The worst thing I’ve ever eaten.

Taking charge of your diet is an important part of weight loss…or better yet, preventing excess fat deposits from being added to your body in the first place.  Unfortunately, the people who sell you food aren’t your friends.  In fact, we’ve seen that the people who regulate your food aren’t your friends either.  So who is your friend?  Well, you are.  And me.  But mostly you.  Be your own buddy every time you get ready to eat.  Make it good.


Now, good doesn’t mean boringly bland.  I like pizza and I like chinese food.  I tend to make these for myself so I can control the sugar content and adjust for taste.  The point is to get and fat into your body to keep your muscles fed and your body healthy.  Carbs?  Well, that’s a long story but generally, let’s just say they shouldn’t be the focus of your meal.  Plus, making your own food keeps what I call corporate filler and idiot carbs out of your body.

Corporate filler is simply whatever is the cheapest thing the food manufacturer can put in front of you to make you feel like you’re eating something of value.  Cheap, edible, food that takes up a lot of space…well, that’s carbs basically.  Go to a restaurant and they’ll throw your entree on top of a pound of white rice or pasta.  Or, if you like pizza, well, you may end up with cheap white bread as dough.

Idiot carbs are the carbs that are mixed with fat to make something that is especially insidious.  That insidious mixture is fat and sweet carbs, think of cake frosting or the sugary syrup used to coat chinese food at the mall to make it palatable.  These carbs seemingly interact with the fat to make your body go into hyper fat storage mode.  All that readily available fat has a synergy in your body with the insulin rush brought on by simple stupid sugars.  Oh, plus you’ll be hungry again very shortly, ready to ingest more calories.

Now, calories aren’t your biggest enemies, it’s your body’s hormonal reaction to them that really counts.

Anyway, I got lazy.  I broke down and bought a premade frozen pizza, a new breadstick pizza.  And I figured, I need protein, I will buy a frozen Orange Chicken dish from an otherwise reputable Chinese restaurant.

The breadstick pizza was pure corporate filler.  Bland white bread covered with a dash of red stuff and a sad excuse for cheese covering that.   Think of someone taking Wonderbread and covering it with some tomato sauce.  Thick, fluffy, airy bread that’s sure to fill your tummy and make you think you’ve eaten a large, healthy meal.

The Orange Chicken?  Pure idiot carbs.  The protein portion was less than a handful of sad breaded chicken while the sauce was a cloying attempt at making the mediocre vegetables and chicken palatable to children, I guess.  So maybe 20 grams of protein with a cup of vegetables, all covered with 40 grams of simple carbs.
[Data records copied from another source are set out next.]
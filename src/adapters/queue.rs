//! Persistent FIFO queue built on [`DoublyLinkedList`].

use std::iter::FromIterator;

use tracing::debug;

use super::error::{CollectionError, to_capacity};
use crate::persistent::{DoublyLinkedList, Iter};

/// An immutable first-in, first-out queue with an optional capacity.
///
/// Values are stored from rear (position 0, most recently enqueued) to
/// front (last position, next to be dequeued). [`enqueue`](Self::enqueue)
/// and [`dequeue`](Self::dequeue) return new queues and leave `self` intact.
///
/// An unbounded queue comes from [`Queue::new`] or [`Queue::from_values`];
/// [`Queue::bounded`] adds a capacity that `enqueue` enforces.
///
/// # Examples
///
/// ```rust
/// use relink::adapters::Queue;
///
/// let queue = Queue::from_values([10, 20, 30]);
/// assert_eq!(queue.front(), Ok(&30));
/// assert_eq!(queue.rear(), Ok(&10));
///
/// let queue = queue.enqueue(999).unwrap();
/// let (front, rest) = queue.dequeue().unwrap();
/// assert_eq!(front, 30);
/// assert_eq!(rest.values(), vec![999, 10, 20]);
/// ```
#[derive(Clone, PartialEq, Eq, Hash)]
pub struct Queue<T> {
    items: DoublyLinkedList<T>,
    capacity: Option<usize>,
}

impl<T> Queue<T> {
    /// Creates an empty, unbounded queue.
    #[must_use]
    pub fn new() -> Self {
        Self {
            items: DoublyLinkedList::new(),
            capacity: None,
        }
    }

    /// Creates an unbounded queue holding `values` in rear-to-front order.
    #[must_use]
    pub fn from_values<I: IntoIterator<Item = T>>(values: I) -> Self {
        Self {
            items: values.into_iter().collect(),
            capacity: None,
        }
    }

    /// Creates a queue that can hold at most `capacity` values.
    ///
    /// # Errors
    ///
    /// - [`CollectionError::InvalidSize`] if `capacity` is negative.
    /// - [`CollectionError::QueueCapacityReached`] if `values` holds more
    ///   than `capacity` values.
    ///
    /// ```rust
    /// use relink::adapters::{CollectionError, Queue};
    ///
    /// assert!(Queue::bounded(3, [1, 2, 3]).is_ok());
    /// assert_eq!(
    ///     Queue::bounded(2, [1, 2, 3]).unwrap_err(),
    ///     CollectionError::QueueCapacityReached
    /// );
    /// assert_eq!(Queue::<i32>::bounded(-1, []).unwrap_err(), CollectionError::InvalidSize);
    /// ```
    pub fn bounded<C, I>(capacity: C, values: I) -> Result<Self, CollectionError>
    where
        C: TryInto<usize>,
        I: IntoIterator<Item = T>,
    {
        let capacity = to_capacity(capacity).inspect_err(|_| {
            debug!("queue rejected: capacity must not be negative");
        })?;
        let items: DoublyLinkedList<T> = values.into_iter().collect();
        if items.size() > capacity {
            debug!(
                capacity,
                size = items.size(),
                "queue rejected: initial values exceed capacity"
            );
            return Err(CollectionError::QueueCapacityReached);
        }
        Ok(Self {
            items,
            capacity: Some(capacity),
        })
    }

    /// Returns the next value to be dequeued.
    ///
    /// # Errors
    ///
    /// [`CollectionError::QueueEmpty`] if the queue is empty.
    pub fn front(&self) -> Result<&T, CollectionError> {
        self.items
            .tail()
            .map(|node| node.value())
            .ok_or(CollectionError::QueueEmpty)
    }

    /// Returns the most recently enqueued value.
    ///
    /// # Errors
    ///
    /// [`CollectionError::QueueEmpty`] if the queue is empty.
    pub fn rear(&self) -> Result<&T, CollectionError> {
        self.items
            .head()
            .map(|node| node.value())
            .ok_or(CollectionError::QueueEmpty)
    }

    /// Returns the number of queued values.
    #[inline]
    #[must_use]
    pub fn size(&self) -> usize {
        self.items.size()
    }

    /// Returns `true` if nothing is queued.
    #[inline]
    #[must_use]
    pub fn is_empty(&self) -> bool {
        self.items.is_empty()
    }

    /// Returns the capacity, or `None` for an unbounded queue.
    #[inline]
    #[must_use]
    pub const fn capacity(&self) -> Option<usize> {
        self.capacity
    }

    /// Returns `true` if the queue is bounded and holds `capacity` values.
    #[must_use]
    pub fn is_full(&self) -> bool {
        self.capacity
            .is_some_and(|capacity| self.size() >= capacity)
    }

    /// Returns an iterator over the values from rear to front.
    #[inline]
    #[must_use]
    pub fn iter(&self) -> Iter<'_, T> {
        self.items.iter()
    }
}

impl<T: Clone> Queue<T> {
    /// Returns a snapshot of the values from rear to front.
    #[must_use]
    pub fn values(&self) -> Vec<T> {
        self.items.values()
    }

    /// Returns a new queue with `value` at the rear.
    ///
    /// # Errors
    ///
    /// [`CollectionError::QueueCapacityReached`] if the queue is bounded and full.
    pub fn enqueue(&self, value: T) -> Result<Self, CollectionError> {
        if self.is_full() {
            debug!(capacity = self.capacity, "enqueue rejected: queue is full");
            return Err(CollectionError::QueueCapacityReached);
        }
        let items = self
            .items
            .add_head([value])
            .applied()
            .ok_or(CollectionError::QueueCapacityReached)?;
        Ok(Self {
            items,
            capacity: self.capacity,
        })
    }

    /// Removes the front value, returning it with the remaining queue.
    ///
    /// # Errors
    ///
    /// [`CollectionError::QueueEmpty`] if the queue is empty.
    pub fn dequeue(&self) -> Result<(T, Self), CollectionError> {
        let Some(front) = self.items.tail() else {
            debug!("dequeue rejected: queue is empty");
            return Err(CollectionError::QueueEmpty);
        };
        let value = front.value().clone();
        let items = self
            .items
            .delete([front.index()])
            .applied()
            .ok_or(CollectionError::QueueEmpty)?;
        Ok((
            value,
            Self {
                items,
                capacity: self.capacity,
            },
        ))
    }
}

impl<T> Default for Queue<T> {
    fn default() -> Self {
        Self::new()
    }
}

impl<T> FromIterator<T> for Queue<T> {
    fn from_iter<I: IntoIterator<Item = T>>(iter: I) -> Self {
        Self::from_values(iter)
    }
}

impl<'a, T> IntoIterator for &'a Queue<T> {
    type Item = &'a T;
    type IntoIter = Iter<'a, T>;

    fn into_iter(self) -> Self::IntoIter {
        self.iter()
    }
}

impl<T: std::fmt::Debug> std::fmt::Debug for Queue<T> {
    fn fmt(&self, formatter: &mut std::fmt::Formatter<'_>) -> std::fmt::Result {
        formatter
            .debug_struct("Queue")
            .field("items", &self.items)
            .field("capacity", &self.capacity)
            .finish()
    }
}
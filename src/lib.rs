//! # relink
//!
//! Immutable linked lists whose every change produces a fully relinked copy.
//!
//! ## Overview
//!
//! - **Persistent Lists**: [`DoublyLinkedList`](persistent::DoublyLinkedList)
//!   and [`SinglyLinkedList`](persistent::SinglyLinkedList), arena-backed and
//!   never sharing nodes between versions
//! - **Equality**: the [`Equivalent`](equality::Equivalent) relation used for
//!   search, with shallow comparison for primitives and structural deep
//!   comparison for records
//! - **Adapters**: persistent [`Queue`](adapters::Queue) and
//!   [`Stack`](adapters::Stack) with optional capacities
//!
//! ## Feature Flags
//!
//! - `adapters`: Queue and stack adapters (default)
//! - `deep`: Structural deep equality through `serde_json` (default)
//! - `serde`: `Serialize`/`Deserialize` for lists
//!
//! ## Example
//!
//! ```rust
//! use relink::prelude::*;
//!
//! let list: DoublyLinkedList<i32> = [1, 2, 3].into_iter().collect();
//! let updated = list.insert(1, [5]).applied().unwrap();
//!
//! assert_eq!(updated.values(), vec![1, 5, 2, 3]);
//! assert_eq!(list.values(), vec![1, 2, 3]);
//! ```

#![forbid(unsafe_code)]
#![warn(missing_docs)]
#![warn(clippy::all)]
#![warn(clippy::pedantic)]
#![warn(clippy::nursery)]

/// Prelude module for convenient imports.
///
/// Re-exports commonly used types and traits.
///
/// # Usage
///
/// ```rust
/// use relink::prelude::*;
/// ```
pub mod prelude {
    pub use crate::equality::*;

    pub use crate::persistent::*;

    #[cfg(feature = "adapters")]
    pub use crate::adapters::*;
}

pub mod equality;

pub mod persistent;

#[cfg(feature = "adapters")]
pub mod adapters;
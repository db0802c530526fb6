//! The outcome of a structural mutation.

/// The result of a mutating operation on an immutable collection.
///
/// Mutators never modify the collection they are called on and never panic.
/// They either produce a brand-new collection ([`Mutation::Applied`]) or
/// report that the request could not be honoured ([`Mutation::Rejected`]),
/// for example because an index was out of range or no value matched.
/// Whether a rejection is fatal is left to the caller.
///
/// # Examples
///
/// ```rust
/// use relink::persistent::{DoublyLinkedList, Mutation};
///
/// let list: DoublyLinkedList<i32> = [1, 2, 3].into_iter().collect();
///
/// match list.insert(1, [5]) {
///     Mutation::Applied(updated) => assert_eq!(updated.values(), vec![1, 5, 2, 3]),
///     Mutation::Rejected => unreachable!(),
/// }
///
/// assert!(list.insert(-1, [5]).is_rejected());
/// assert_eq!(list.insert(9, [5]).into_parts(), (false, None));
/// ```
#[must_use = "a mutation returns a new collection and leaves the original untouched"]
#[derive(Debug, Clone, PartialEq, Eq, Hash)]
pub enum Mutation<C> {
    /// The operation succeeded and produced this new collection.
    Applied(C),
    /// The operation could not proceed; no collection was produced.
    Rejected,
}

impl<C> Mutation<C> {
    /// Returns `true` for [`Mutation::Applied`].
    #[inline]
    #[must_use]
    pub const fn is_applied(&self) -> bool {
        matches!(self, Self::Applied(_))
    }

    /// Returns `true` for [`Mutation::Rejected`].
    #[inline]
    #[must_use]
    pub const fn is_rejected(&self) -> bool {
        matches!(self, Self::Rejected)
    }

    /// Converts into `Some(collection)` when applied.
    #[inline]
    #[must_use]
    pub fn applied(self) -> Option<C> {
        match self {
            Self::Applied(collection) => Some(collection),
            Self::Rejected => None,
        }
    }

    /// Borrows the produced collection.
    #[inline]
    pub const fn as_ref(&self) -> Mutation<&C> {
        match self {
            Self::Applied(collection) => Mutation::Applied(collection),
            Self::Rejected => Mutation::Rejected,
        }
    }

    /// Transforms the produced collection, keeping a rejection as is.
    #[inline]
    pub fn map<D, F>(self, function: F) -> Mutation<D>
    where
        F: FnOnce(C) -> D,
    {
        match self {
            Self::Applied(collection) => Mutation::Applied(function(collection)),
            Self::Rejected => Mutation::Rejected,
        }
    }

    /// Chains another mutation onto an applied one.
    ///
    /// ```rust
    /// use relink::persistent::DoublyLinkedList;
    ///
    /// let list: DoublyLinkedList<i32> = DoublyLinkedList::new();
    /// let emptied = list
    ///     .add_head([500])
    ///     .and_then(|list| list.delete([0]))
    ///     .applied()
    ///     .unwrap();
    /// assert!(emptied.is_empty());
    /// ```
    #[inline]
    pub fn and_then<D, F>(self, function: F) -> Mutation<D>
    where
        F: FnOnce(C) -> Mutation<D>,
    {
        match self {
            Self::Applied(collection) => function(collection),
            Self::Rejected => Mutation::Rejected,
        }
    }

    /// Returns the produced collection or `default` when rejected.
    #[inline]
    #[must_use]
    pub fn unwrap_or(self, default: C) -> C {
        self.applied().unwrap_or(default)
    }

    /// Returns the produced collection or computes one when rejected.
    #[inline]
    #[must_use]
    pub fn unwrap_or_else<F>(self, function: F) -> C
    where
        F: FnOnce() -> C,
    {
        self.applied().unwrap_or_else(function)
    }

    /// Splits into a `(success, collection)` pair.
    #[inline]
    #[must_use]
    pub fn into_parts(self) -> (bool, Option<C>) {
        match self {
            Self::Applied(collection) => (true, Some(collection)),
            Self::Rejected => (false, None),
        }
    }
}

impl<C> From<Mutation<C>> for Option<C> {
    #[inline]
    fn from(mutation: Mutation<C>) -> Self {
        mutation.applied()
    }
}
The sad part?  An adult could possibly eat these meals and feel satiated.  Maybe wash down the sickly sweet orange sauce with some beer and dip the breadstick thing into the included garlic sauce and survive the meal.  Only that meal is an insulin time bomb of the cheapest ingredients corporate America could find.
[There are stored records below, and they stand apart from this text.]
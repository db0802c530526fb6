//! Persistent LIFO stack built on [`DoublyLinkedList`].

use std::iter::FromIterator;

use tracing::debug;

use super::error::{CollectionError, to_capacity};
use crate::persistent::{DoublyLinkedList, Iter};

/// An immutable last-in, first-out stack with an optional capacity.
///
/// Values are stored from top (position 0) to bottom. [`push`](Self::push)
/// and [`pop`](Self::pop) return new stacks and leave `self` intact.
///
/// # Examples
///
/// ```rust
/// use relink::adapters::{CollectionError, Stack};
///
/// let stack = Stack::bounded(2, [1]).unwrap();
/// let stack = stack.push(2).unwrap();
/// assert_eq!(stack.peek(), Some(&2));
/// assert_eq!(stack.push(3).unwrap_err(), CollectionError::StackOverflow);
///
/// let (top, rest) = stack.pop().unwrap();
/// assert_eq!(top, 2);
/// assert_eq!(rest.values(), vec![1]);
/// ```
#[derive(Clone, PartialEq, Eq, Hash)]
pub struct Stack<T> {
    items: DoublyLinkedList<T>,
    capacity: Option<usize>,
}

impl<T> Stack<T> {
    /// Creates an empty, unbounded stack.
    #[must_use]
    pub fn new() -> Self {
        Self {
            items: DoublyLinkedList::new(),
            capacity: None,
        }
    }

    /// Creates an unbounded stack holding `values` in top-to-bottom order.
    #[must_use]
    pub fn from_values<I: IntoIterator<Item = T>>(values: I) -> Self {
        Self {
            items: values.into_iter().collect(),
            capacity: None,
        }
    }

    /// Creates a stack that can hold at most `capacity` values.
    ///
    /// # Errors
    ///
    /// - [`CollectionError::InvalidSize`] if `capacity` is negative.
    /// - [`CollectionError::StackOverflow`] if `values` holds more than
    ///   `capacity` values.
    pub fn bounded<C, I>(capacity: C, values: I) -> Result<Self, CollectionError>
    where
        C: TryInto<usize>,
        I: IntoIterator<Item = T>,
    {
        let capacity = to_capacity(capacity).inspect_err(|_| {
            debug!("stack rejected: capacity must not be negative");
        })?;
        let items: DoublyLinkedList<T> = values.into_iter().collect();
        if items.size() > capacity {
            debug!(
                capacity,
                size = items.size(),
                "stack rejected: initial values exceed capacity"
            );
            return Err(CollectionError::StackOverflow);
        }
        Ok(Self {
            items,
            capacity: Some(capacity),
        })
    }

    /// Returns the top value, or `None` for an empty stack.
    #[must_use]
    pub fn peek(&self) -> Option<&T> {
        self.items.head().map(|node| node.value())
    }

    /// Returns the number of stacked values.
    #[inline]
    #[must_use]
    pub fn size(&self) -> usize {
        self.items.size()
    }

    /// Returns `true` if the stack holds nothing.
    #[inline]
    #[must_use]
    pub fn is_empty(&self) -> bool {
        self.items.is_empty()
    }

    /// Returns the capacity, or `None` for an unbounded stack.
    #[inline]
    #[must_use]
    pub const fn capacity(&self) -> Option<usize> {
        self.capacity
    }

    /// Returns `true` if the stack is bounded and holds `capacity` values.
    #[must_use]
    pub fn is_full(&self) -> bool {
        self.capacity
            .is_some_and(|capacity| self.size() >= capacity)
    }

    /// Returns an iterator over the values from top to bottom.
    #[inline]
    #[must_use]
    pub fn iter(&self) -> Iter<'_, T> {
        self.items.iter()
    }
}

impl<T: Clone> Stack<T> {
    /// Returns a snapshot of the values from top to bottom.
    #[must_use]
    pub fn values(&self) -> Vec<T> {
        self.items.values()
    }

    /// Returns a new stack with `value` on top.
    ///
    /// # Errors
    ///
    /// [`CollectionError::StackOverflow`] if the stack is bounded and full.
    pub fn push(&self, value: T) -> Result<Self, CollectionError> {
        if self.is_full() {
            debug!(capacity = self.capacity, "push rejected: stack is full");
            return Err(CollectionError::StackOverflow);
        }
        let items = self
            .items
            .add_head([value])
            .applied()
            .ok_or(CollectionError::StackOverflow)?;
        Ok(Self {
            items,
            capacity: self.capacity,
        })
    }

    /// Removes the top value, returning it with the remaining stack.
    ///
    /// # Errors
    ///
    /// [`CollectionError::StackUnderflow`] if the stack is empty.
    pub fn pop(&self) -> Result<(T, Self), CollectionError> {
        let Some(top) = self.items.head() else {
            debug!("pop rejected: stack is empty");
            return Err(CollectionError::StackUnderflow);
        };
        let value = top.value().clone();
        let items = self
            .items
            .delete([top.index()])
            .applied()
            .ok_or(CollectionError::StackUnderflow)?;
        Ok((
            value,
            Self {
                items,
                capacity: self.capacity,
            },
        ))
    }
}

impl<T> Default for Stack<T> {
    fn default() -> Self {
        Self::new()
    }
}

impl<T> FromIterator<T> for Stack<T> {
    fn from_iter<I: IntoIterator<Item = T>>(iter: I) -> Self {
        Self::from_values(iter)
    }
}

impl<'a, T> IntoIterator for &'a Stack<T> {
    type Item = &'a T;
    type IntoIter = Iter<'a, T>;

    fn into_iter(self) -> Self::IntoIter {
        self.iter()
    }
}

impl<T: std::fmt::Debug> std::fmt::Debug for Stack<T> {
    fn fmt(&self, formatter: &mut std::fmt::Formatter<'_>) -> std::fmt::Result {
        formatter
            .debug_struct("Stack")
            .field("items", &self.items)
            .field("capacity", &self.capacity)
            .finish()
    }
}
//! Value comparison used by list search.
//!
//! Search and removal in [`LinkedList`](crate::persistent::LinkedList) compare
//! values through the [`Equivalent`] trait rather than [`PartialEq`], so that
//! the comparison policy is an explicit, per-type decision:
//!
//! - **Primitive values** (integers, floats, `bool`, `char`, strings, `()`)
//!   use [`shallow_equals`], plain equality with no coercion.
//! - **Sequences** (`Vec<T>`, `[T]`, `[T; N]`), tuples up to six fields and
//!   `Option<T>` compare element-wise through `Equivalent`.
//! - **Record values** use deep equality. With the `deep` feature, any
//!   `Serialize` type can opt in through [`deep_equivalent!`](crate::deep_equivalent),
//!   which compares field by field regardless of field order.
//!
//! # Examples
//!
//! ```rust
//! use relink::equality::{shallow_equals, Equivalent};
//!
//! assert!(shallow_equals(&42, &42));
//! assert!(!1.5_f64.equivalent(&2.5));
//! assert!(vec!["a", "b"].equivalent(&vec!["a", "b"]));
//! ```

#[cfg(feature = "deep")]
mod deep;

#[cfg(feature = "deep")]
pub use deep::{deep_equals, structurally_equal};

/// The equality relation used by `find`, `contains` and `remove`.
///
/// Implementations must be reflexive and symmetric for the search
/// tie-break rules to hold: the first node `n` for which
/// `target.equivalent(n.value())` is `true` is the one reported.
/// Primitive floats follow IEEE equality, so a bare `NaN` is the one value
/// not equivalent to itself.
pub trait Equivalent {
    /// Returns `true` if `self` and `other` should be treated as the same value.
    fn equivalent(&self, other: &Self) -> bool;
}

/// Identity/primitive equality.
///
/// Both operands have the same static type, so the "same type" and
/// "same array-ness" checks of a dynamically typed comparison are settled
/// at compile time; what remains is strict equality without coercion.
///
/// # Examples
///
/// ```rust
/// use relink::equality::shallow_equals;
///
/// assert!(shallow_equals("john", "john"));
/// assert!(!shallow_equals(&0.1_f64, &0.2_f64));
/// ```
#[inline]
#[must_use]
pub fn shallow_equals<T: PartialEq + ?Sized>(left: &T, right: &T) -> bool {
    left == right
}

macro_rules! impl_shallow_equivalent {
    ($($type:ty),* $(,)?) => {
        $(
            impl Equivalent for $type {
                #[inline]
                fn equivalent(&self, other: &Self) -> bool {
                    shallow_equals(self, other)
                }
            }
        )*
    };
}

impl_shallow_equivalent!(
    i8, i16, i32, i64, i128, isize, u8, u16, u32, u64, u128, usize, f32, f64, bool, char,
    String, str, (),
);

impl<T: Equivalent + ?Sized> Equivalent for &T {
    #[inline]
    fn equivalent(&self, other: &Self) -> bool {
        (**self).equivalent(*other)
    }
}

impl<T: Equivalent + ?Sized> Equivalent for Box<T> {
    #[inline]
    fn equivalent(&self, other: &Self) -> bool {
        (**self).equivalent(&**other)
    }
}

impl<T: Equivalent> Equivalent for Option<T> {
    fn equivalent(&self, other: &Self) -> bool {
        match (self, other) {
            (Some(left), Some(right)) => left.equivalent(right),
            (None, None) => true,
            _ => false,
        }
    }
}

impl<T: Equivalent> Equivalent for [T] {
    fn equivalent(&self, other: &Self) -> bool {
        self.len() == other.len()
            && self
                .iter()
                .zip(other)
                .all(|(left, right)| left.equivalent(right))
    }
}

impl<T: Equivalent, const N: usize> Equivalent for [T; N] {
    #[inline]
    fn equivalent(&self, other: &Self) -> bool {
        self.as_slice().equivalent(other.as_slice())
    }
}

impl<T: Equivalent> Equivalent for Vec<T> {
    #[inline]
    fn equivalent(&self, other: &Self) -> bool {
        self.as_slice().equivalent(other.as_slice())
    }
}

macro_rules! impl_tuple_equivalent {
    ($(($($name:ident : $index:tt),+)),* $(,)?) => {
        $(
            impl<$($name: Equivalent),+> Equivalent for ($($name,)+) {
                #[inline]
                fn equivalent(&self, other: &Self) -> bool {
                    $(self.$index.equivalent(&other.$index))&&+
                }
            }
        )*
    };
}

impl_tuple_equivalent!(
    (A: 0),
    (A: 0, B: 1),
    (A: 0, B: 1, C: 2),
    (A: 0, B: 1, C: 2, D: 3),
    (A: 0, B: 1, C: 2, D: 3, E: 4),
    (A: 0, B: 1, C: 2, D: 3, E: 4, F: 5),
);

/// Implements [`Equivalent`] for record types through structural deep equality.
///
/// Each listed type must implement `serde::Serialize`. Two values are
/// equivalent when every field present on either side is present on both
/// and compares equal, recursing into nested records.
///
/// # Examples
///
/// ```rust
/// use relink::deep_equivalent;
/// use relink::equality::Equivalent;
/// use serde::Serialize;
///
/// #[derive(Serialize)]
/// struct Preferences {
///     theme: String,
///     mfa: bool,
/// }
///
/// deep_equivalent!(Preferences);
///
/// let light = Preferences { theme: "light".into(), mfa: false };
/// let also_light = Preferences { theme: "light".into(), mfa: false };
/// let secured = Preferences { theme: "light".into(), mfa: true };
/// assert!(light.equivalent(&also_light));
/// assert!(!light.equivalent(&secured));
/// ```
#[cfg(feature = "deep")]
#[macro_export]
macro_rules! deep_equivalent {
    ($($type:ty),+ $(,)?) => {
        $(
            impl $crate::equality::Equivalent for $type {
                fn equivalent(&self, other: &Self) -> bool {
                    $crate::equality::structurally_equal(self, other)
                }
            }
        )+
    };
}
The pathetic part is that for the same amount of money, I could have made my own pizza dough and pizza.  I could have found any other easy to prepare protein to saute, but no.  I was lazy and I got punished for it.

Imagine though that you aren’t up to speed on this stuff and you ate one or both of these options.  You would have eaten either pure corporate filler on one hand or an idiot carb calorie bomb.  Either way, if this is your regular bachelor food option or if this is what you cook up for the family for a Wednesday night feast, you’re basically regularly inducing an insulin response that will explode your fat regions and pretty much erase any exercise gains you thought you had made.

Avoid the corporate filler and idiot carbs.  Eat something that gets the protein to your body without covering it in gloop of doughy fillers.